WHAT THE TASK REQUIRES:
Check each line of the entries for the string "relocate". Report only how many lines have it.
══ EXERCISE INPUT
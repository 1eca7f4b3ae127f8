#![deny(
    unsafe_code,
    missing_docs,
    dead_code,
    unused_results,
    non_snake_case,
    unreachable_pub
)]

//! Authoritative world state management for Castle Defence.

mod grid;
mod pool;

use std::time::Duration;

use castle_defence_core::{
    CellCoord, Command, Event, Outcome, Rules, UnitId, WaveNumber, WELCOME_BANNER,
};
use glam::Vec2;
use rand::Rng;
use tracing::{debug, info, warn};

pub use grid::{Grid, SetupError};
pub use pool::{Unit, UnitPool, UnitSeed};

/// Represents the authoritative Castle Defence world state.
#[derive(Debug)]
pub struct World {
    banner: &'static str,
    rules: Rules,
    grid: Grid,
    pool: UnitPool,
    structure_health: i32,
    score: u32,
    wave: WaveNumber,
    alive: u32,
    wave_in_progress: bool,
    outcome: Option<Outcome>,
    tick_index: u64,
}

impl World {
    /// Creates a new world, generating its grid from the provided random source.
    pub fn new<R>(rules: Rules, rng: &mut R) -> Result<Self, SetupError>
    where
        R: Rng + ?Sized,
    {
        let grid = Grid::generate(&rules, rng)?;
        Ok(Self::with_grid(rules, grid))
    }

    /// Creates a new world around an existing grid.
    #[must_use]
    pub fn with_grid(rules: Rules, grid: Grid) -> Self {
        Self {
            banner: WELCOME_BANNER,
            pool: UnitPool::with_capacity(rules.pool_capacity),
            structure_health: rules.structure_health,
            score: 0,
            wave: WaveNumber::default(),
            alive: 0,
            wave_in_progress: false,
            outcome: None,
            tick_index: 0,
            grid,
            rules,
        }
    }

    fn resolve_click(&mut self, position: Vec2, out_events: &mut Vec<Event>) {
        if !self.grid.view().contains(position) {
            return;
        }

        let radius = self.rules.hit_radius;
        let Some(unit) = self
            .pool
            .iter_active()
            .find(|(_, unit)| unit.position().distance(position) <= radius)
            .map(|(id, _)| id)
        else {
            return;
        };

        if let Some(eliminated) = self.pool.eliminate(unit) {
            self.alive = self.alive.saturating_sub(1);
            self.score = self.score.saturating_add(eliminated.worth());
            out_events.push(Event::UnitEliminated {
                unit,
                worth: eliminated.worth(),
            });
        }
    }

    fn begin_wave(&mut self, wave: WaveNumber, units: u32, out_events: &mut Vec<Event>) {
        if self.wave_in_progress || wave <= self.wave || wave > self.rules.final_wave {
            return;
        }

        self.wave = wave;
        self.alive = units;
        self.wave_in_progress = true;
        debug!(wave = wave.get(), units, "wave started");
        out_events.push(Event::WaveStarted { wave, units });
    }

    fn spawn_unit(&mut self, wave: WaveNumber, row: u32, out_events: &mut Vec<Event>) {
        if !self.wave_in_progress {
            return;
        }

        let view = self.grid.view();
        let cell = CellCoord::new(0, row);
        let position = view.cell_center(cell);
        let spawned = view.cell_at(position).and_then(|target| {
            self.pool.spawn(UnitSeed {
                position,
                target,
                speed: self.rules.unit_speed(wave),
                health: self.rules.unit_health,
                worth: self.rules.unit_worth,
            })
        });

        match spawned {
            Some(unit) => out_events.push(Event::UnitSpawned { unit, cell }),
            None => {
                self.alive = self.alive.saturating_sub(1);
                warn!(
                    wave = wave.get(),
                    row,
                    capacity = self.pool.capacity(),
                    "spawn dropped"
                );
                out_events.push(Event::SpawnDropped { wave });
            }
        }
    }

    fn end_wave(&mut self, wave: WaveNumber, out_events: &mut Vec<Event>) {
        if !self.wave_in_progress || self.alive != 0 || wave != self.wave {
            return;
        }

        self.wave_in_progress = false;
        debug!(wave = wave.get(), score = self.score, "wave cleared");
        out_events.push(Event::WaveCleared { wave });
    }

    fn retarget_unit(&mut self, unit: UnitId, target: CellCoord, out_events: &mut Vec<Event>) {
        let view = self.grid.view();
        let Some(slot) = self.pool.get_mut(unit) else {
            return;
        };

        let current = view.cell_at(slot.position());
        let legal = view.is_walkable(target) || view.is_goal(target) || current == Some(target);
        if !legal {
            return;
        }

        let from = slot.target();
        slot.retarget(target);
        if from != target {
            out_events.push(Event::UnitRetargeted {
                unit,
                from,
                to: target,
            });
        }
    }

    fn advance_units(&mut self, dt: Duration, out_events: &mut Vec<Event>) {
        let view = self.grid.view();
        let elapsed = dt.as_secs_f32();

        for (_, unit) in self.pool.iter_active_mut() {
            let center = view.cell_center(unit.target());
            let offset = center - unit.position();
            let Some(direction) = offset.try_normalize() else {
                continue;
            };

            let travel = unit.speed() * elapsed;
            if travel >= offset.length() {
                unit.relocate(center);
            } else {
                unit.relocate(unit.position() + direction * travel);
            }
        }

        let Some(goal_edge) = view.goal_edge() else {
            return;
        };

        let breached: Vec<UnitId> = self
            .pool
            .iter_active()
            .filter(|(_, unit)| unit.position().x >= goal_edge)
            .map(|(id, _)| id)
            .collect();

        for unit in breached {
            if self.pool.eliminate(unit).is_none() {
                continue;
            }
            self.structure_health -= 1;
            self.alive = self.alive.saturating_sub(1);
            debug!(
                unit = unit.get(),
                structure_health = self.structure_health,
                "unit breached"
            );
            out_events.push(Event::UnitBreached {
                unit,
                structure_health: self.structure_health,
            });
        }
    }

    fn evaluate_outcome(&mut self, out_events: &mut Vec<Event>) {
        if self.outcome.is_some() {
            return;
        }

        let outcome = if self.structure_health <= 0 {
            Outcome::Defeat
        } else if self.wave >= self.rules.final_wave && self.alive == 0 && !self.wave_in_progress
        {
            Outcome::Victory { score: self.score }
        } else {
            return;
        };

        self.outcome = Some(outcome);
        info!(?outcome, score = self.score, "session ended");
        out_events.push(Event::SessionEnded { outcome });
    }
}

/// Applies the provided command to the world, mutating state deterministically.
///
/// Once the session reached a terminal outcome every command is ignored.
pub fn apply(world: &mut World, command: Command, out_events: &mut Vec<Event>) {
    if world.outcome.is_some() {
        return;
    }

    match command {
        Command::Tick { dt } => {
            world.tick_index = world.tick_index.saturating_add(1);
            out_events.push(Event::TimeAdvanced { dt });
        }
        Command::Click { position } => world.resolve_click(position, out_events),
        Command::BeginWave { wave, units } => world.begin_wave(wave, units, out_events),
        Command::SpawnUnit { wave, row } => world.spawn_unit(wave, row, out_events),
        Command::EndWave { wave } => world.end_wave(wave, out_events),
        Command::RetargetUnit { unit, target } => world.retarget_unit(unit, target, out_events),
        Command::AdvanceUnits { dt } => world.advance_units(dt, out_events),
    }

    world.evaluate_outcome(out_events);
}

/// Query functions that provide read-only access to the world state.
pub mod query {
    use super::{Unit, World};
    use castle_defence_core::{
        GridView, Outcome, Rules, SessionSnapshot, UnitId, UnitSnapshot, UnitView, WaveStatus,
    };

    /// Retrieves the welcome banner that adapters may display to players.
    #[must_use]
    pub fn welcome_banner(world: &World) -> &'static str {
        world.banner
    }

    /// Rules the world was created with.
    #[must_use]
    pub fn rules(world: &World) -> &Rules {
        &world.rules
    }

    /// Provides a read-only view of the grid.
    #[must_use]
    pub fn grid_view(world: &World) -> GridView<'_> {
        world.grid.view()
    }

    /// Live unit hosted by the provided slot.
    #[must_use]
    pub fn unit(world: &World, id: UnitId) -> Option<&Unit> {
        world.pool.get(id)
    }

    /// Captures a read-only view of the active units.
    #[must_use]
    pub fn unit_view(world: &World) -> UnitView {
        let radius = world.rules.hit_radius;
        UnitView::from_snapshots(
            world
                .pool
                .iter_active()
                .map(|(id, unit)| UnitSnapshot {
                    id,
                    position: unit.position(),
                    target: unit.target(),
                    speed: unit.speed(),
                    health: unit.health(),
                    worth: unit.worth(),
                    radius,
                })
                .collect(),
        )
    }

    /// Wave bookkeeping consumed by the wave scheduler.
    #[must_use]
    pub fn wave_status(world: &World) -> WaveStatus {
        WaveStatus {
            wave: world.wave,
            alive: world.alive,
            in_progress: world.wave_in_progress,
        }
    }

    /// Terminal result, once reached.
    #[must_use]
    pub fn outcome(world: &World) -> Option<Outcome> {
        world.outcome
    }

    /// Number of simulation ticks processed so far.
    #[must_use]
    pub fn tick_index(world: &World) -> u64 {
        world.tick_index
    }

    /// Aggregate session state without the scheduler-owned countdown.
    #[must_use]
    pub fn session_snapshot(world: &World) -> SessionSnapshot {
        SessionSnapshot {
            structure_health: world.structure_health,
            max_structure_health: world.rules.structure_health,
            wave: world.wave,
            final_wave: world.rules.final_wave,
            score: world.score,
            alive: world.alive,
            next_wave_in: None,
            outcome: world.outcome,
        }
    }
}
════
FINISHED EXERCISE:
2